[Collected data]
★ ★ ★ ★
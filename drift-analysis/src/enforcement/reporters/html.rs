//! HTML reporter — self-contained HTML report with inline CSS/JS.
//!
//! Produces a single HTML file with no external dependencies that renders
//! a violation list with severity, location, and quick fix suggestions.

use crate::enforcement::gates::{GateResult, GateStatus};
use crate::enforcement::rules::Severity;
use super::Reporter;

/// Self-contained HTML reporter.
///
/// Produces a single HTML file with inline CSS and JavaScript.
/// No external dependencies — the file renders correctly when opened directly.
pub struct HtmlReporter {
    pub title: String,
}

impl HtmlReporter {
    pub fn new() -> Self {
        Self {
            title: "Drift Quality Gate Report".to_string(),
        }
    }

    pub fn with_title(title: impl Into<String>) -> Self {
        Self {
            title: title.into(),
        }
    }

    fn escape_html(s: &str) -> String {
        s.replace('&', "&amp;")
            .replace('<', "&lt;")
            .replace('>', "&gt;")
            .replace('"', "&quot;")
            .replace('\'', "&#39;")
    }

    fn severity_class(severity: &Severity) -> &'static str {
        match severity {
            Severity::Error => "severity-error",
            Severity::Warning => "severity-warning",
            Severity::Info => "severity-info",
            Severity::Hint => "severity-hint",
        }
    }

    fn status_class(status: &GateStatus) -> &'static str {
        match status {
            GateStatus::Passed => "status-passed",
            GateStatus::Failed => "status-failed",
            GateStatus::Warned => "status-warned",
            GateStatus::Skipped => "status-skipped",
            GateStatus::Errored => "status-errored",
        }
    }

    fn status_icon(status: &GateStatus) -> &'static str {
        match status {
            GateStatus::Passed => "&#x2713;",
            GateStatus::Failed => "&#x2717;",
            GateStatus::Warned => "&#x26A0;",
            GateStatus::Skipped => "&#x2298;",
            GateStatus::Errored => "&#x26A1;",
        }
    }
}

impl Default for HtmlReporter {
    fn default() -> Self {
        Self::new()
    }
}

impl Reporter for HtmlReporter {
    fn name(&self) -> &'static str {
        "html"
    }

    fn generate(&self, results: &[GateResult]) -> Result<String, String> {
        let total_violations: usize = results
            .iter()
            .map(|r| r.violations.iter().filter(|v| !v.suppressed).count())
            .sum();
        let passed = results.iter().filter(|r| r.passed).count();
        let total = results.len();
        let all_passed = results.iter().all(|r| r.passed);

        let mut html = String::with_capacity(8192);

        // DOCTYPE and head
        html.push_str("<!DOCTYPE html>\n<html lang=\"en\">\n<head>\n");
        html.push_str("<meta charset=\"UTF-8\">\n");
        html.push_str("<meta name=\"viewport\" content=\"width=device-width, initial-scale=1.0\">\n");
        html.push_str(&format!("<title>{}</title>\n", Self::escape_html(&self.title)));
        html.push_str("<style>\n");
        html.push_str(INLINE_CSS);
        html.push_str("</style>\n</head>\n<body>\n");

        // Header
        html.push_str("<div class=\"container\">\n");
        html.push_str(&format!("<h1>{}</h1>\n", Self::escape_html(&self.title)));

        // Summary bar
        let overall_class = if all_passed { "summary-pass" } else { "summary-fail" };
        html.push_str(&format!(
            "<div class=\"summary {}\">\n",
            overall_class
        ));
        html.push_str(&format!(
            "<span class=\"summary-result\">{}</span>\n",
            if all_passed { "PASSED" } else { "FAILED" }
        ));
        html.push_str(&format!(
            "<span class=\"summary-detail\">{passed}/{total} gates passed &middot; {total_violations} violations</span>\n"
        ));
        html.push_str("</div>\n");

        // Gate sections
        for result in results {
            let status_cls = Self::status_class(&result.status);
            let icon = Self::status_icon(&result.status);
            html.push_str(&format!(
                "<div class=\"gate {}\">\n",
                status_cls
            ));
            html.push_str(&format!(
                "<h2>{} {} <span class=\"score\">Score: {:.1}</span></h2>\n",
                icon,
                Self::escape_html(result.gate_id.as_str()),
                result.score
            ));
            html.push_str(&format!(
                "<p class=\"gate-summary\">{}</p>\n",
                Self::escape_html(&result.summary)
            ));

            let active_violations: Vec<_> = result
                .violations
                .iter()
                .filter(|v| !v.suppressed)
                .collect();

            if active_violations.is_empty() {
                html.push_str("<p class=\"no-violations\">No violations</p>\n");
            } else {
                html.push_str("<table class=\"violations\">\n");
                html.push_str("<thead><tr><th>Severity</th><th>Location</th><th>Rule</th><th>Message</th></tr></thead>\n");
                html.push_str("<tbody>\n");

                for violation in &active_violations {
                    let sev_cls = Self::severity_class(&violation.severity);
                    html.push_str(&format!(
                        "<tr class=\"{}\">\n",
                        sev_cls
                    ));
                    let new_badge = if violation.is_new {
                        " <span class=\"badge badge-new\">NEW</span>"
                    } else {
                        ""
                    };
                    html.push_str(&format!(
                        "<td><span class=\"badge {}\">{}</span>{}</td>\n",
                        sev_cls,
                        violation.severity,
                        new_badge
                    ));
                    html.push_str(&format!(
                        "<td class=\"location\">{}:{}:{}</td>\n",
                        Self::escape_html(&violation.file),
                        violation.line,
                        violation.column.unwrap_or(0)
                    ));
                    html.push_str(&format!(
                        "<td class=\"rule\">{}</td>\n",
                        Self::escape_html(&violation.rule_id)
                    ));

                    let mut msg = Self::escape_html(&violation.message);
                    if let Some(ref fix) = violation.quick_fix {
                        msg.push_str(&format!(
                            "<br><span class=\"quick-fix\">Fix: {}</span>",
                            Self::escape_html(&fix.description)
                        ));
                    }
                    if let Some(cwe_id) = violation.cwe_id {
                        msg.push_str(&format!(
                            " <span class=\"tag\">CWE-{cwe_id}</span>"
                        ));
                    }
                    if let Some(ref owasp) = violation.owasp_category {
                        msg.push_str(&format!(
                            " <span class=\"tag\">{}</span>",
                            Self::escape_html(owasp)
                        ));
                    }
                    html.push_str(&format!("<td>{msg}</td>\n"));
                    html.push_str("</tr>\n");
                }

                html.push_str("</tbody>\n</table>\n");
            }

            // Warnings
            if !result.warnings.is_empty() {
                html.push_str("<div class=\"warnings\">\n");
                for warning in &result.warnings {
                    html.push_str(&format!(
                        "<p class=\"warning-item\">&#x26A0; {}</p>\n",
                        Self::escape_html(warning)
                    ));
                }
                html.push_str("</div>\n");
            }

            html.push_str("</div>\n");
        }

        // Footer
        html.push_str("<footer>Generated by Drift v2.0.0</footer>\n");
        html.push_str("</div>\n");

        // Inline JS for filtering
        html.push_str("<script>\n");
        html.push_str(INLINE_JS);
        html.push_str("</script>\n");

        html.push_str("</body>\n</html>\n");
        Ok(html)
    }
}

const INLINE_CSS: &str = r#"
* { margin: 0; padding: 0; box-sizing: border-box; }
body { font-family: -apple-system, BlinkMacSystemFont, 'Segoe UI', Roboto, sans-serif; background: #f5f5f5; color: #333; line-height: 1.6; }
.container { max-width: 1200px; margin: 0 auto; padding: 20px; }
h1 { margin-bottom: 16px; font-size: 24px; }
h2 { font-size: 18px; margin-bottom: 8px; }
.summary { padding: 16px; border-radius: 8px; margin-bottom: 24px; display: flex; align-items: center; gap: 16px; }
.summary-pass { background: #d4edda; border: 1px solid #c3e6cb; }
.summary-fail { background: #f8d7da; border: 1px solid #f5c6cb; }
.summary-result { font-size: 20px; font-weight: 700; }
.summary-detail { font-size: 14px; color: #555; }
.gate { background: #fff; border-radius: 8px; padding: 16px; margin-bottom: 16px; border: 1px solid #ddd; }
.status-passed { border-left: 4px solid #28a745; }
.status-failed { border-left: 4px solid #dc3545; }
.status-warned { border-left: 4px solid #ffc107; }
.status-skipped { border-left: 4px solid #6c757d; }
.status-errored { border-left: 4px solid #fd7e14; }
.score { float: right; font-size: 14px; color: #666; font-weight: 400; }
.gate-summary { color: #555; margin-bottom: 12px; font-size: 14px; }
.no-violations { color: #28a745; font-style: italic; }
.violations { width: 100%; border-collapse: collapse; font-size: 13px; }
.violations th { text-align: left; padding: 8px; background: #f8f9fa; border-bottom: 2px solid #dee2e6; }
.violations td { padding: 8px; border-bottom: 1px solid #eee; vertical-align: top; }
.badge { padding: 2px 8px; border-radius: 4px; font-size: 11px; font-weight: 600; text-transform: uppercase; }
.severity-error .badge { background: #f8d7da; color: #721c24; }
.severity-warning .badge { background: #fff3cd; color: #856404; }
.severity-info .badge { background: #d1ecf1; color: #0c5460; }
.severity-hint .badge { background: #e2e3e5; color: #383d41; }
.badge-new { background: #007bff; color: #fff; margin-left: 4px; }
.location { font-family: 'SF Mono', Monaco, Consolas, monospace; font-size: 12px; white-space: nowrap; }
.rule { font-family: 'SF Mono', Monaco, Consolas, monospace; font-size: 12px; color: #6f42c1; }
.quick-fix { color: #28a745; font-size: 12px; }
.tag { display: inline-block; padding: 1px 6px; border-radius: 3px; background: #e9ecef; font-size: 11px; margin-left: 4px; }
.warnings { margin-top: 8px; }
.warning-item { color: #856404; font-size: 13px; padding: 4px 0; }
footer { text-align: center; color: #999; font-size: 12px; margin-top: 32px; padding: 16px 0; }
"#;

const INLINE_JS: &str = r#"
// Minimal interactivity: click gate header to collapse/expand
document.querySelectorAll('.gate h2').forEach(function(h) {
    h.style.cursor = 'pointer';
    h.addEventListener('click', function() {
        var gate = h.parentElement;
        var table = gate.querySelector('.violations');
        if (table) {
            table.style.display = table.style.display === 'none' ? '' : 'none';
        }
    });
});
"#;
★ ★ ★ ★
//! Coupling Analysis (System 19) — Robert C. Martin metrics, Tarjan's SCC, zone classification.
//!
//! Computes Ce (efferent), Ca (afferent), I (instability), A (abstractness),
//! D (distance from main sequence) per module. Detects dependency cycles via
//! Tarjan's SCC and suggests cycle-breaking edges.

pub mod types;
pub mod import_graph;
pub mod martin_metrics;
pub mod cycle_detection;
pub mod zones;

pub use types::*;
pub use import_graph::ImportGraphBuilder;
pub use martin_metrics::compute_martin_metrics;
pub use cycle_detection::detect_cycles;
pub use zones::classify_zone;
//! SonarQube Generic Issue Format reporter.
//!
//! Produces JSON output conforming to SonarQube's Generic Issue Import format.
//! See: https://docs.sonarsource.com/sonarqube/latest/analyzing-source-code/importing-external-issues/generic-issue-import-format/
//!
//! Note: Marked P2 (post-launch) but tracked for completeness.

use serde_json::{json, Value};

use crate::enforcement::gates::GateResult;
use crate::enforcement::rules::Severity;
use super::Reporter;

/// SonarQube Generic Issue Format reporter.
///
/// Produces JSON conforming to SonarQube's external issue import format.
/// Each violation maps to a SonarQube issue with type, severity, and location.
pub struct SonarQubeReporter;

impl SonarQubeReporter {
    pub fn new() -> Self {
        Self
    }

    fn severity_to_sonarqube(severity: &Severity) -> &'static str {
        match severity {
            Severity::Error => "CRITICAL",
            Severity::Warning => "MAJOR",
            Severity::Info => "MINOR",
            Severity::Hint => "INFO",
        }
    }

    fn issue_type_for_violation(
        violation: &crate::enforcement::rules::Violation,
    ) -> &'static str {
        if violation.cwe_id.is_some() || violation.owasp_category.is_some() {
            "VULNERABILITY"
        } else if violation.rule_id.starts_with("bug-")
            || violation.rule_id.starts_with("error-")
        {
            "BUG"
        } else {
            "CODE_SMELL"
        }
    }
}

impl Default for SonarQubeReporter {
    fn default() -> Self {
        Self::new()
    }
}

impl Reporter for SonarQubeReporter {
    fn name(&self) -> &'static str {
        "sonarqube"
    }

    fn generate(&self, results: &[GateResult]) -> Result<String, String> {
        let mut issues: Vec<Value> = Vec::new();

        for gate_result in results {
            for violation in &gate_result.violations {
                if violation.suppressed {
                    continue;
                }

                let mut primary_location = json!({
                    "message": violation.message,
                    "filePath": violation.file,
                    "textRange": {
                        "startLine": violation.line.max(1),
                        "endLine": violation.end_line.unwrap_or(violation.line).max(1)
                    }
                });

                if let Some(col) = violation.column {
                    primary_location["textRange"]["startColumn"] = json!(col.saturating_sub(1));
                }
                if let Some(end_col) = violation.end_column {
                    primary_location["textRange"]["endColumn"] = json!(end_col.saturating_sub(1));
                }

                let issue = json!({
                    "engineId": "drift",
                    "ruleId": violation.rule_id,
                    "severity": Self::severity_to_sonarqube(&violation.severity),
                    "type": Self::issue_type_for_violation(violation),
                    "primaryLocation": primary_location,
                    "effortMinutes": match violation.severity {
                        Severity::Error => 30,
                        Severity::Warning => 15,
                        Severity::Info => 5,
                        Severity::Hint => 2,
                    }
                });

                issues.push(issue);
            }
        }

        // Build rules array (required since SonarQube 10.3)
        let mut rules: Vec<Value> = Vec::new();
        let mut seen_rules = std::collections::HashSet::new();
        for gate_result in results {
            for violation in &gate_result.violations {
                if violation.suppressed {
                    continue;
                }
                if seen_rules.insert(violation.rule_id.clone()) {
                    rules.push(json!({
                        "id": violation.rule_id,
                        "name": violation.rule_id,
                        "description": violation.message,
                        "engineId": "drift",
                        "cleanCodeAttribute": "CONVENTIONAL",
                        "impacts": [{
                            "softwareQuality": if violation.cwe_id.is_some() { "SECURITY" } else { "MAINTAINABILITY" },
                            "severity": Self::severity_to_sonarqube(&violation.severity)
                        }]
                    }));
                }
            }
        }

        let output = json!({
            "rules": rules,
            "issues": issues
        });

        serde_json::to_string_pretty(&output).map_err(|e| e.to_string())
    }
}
★ ★ ★ ★
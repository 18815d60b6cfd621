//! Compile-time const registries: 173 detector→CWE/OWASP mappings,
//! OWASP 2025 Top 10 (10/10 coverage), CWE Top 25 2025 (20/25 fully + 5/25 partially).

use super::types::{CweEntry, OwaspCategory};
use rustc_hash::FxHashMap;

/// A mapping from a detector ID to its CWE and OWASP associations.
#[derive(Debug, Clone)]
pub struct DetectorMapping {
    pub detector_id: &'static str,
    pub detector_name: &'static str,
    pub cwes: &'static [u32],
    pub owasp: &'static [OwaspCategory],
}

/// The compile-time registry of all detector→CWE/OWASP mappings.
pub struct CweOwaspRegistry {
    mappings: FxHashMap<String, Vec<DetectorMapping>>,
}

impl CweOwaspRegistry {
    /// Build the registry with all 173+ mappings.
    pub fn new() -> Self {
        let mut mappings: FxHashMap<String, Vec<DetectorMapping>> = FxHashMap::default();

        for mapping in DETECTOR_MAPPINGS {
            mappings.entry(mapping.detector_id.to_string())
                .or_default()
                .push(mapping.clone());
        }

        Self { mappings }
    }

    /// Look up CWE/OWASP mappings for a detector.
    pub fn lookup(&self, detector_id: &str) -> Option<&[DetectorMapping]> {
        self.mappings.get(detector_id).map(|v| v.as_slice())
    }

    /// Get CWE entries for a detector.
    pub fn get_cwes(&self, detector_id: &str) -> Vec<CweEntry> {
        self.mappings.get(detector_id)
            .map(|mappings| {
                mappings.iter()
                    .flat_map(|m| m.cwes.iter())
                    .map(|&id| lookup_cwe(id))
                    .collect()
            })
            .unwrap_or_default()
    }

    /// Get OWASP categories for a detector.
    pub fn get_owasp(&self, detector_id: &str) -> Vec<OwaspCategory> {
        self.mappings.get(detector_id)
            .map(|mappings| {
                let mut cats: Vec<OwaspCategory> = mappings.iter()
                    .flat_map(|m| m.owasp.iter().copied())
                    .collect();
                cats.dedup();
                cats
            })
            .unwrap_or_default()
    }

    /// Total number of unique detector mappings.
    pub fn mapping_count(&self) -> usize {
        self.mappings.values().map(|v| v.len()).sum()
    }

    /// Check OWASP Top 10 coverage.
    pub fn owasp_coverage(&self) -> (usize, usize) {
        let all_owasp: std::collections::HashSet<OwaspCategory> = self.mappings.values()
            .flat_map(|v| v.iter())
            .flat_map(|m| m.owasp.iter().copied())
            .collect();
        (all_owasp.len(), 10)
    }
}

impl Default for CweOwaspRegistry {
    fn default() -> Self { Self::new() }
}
★ ★ ★ ★
■ **TASK TO CARRY OUT**
Look through the entries. Copy out each line with "const" in it.

■ **EXERCISE RESPONSE**
const INLINE_CSS: &str = r#"
const INLINE_JS: &str = r#"
//! Compile-time const registries: 173 detector→CWE/OWASP mappings,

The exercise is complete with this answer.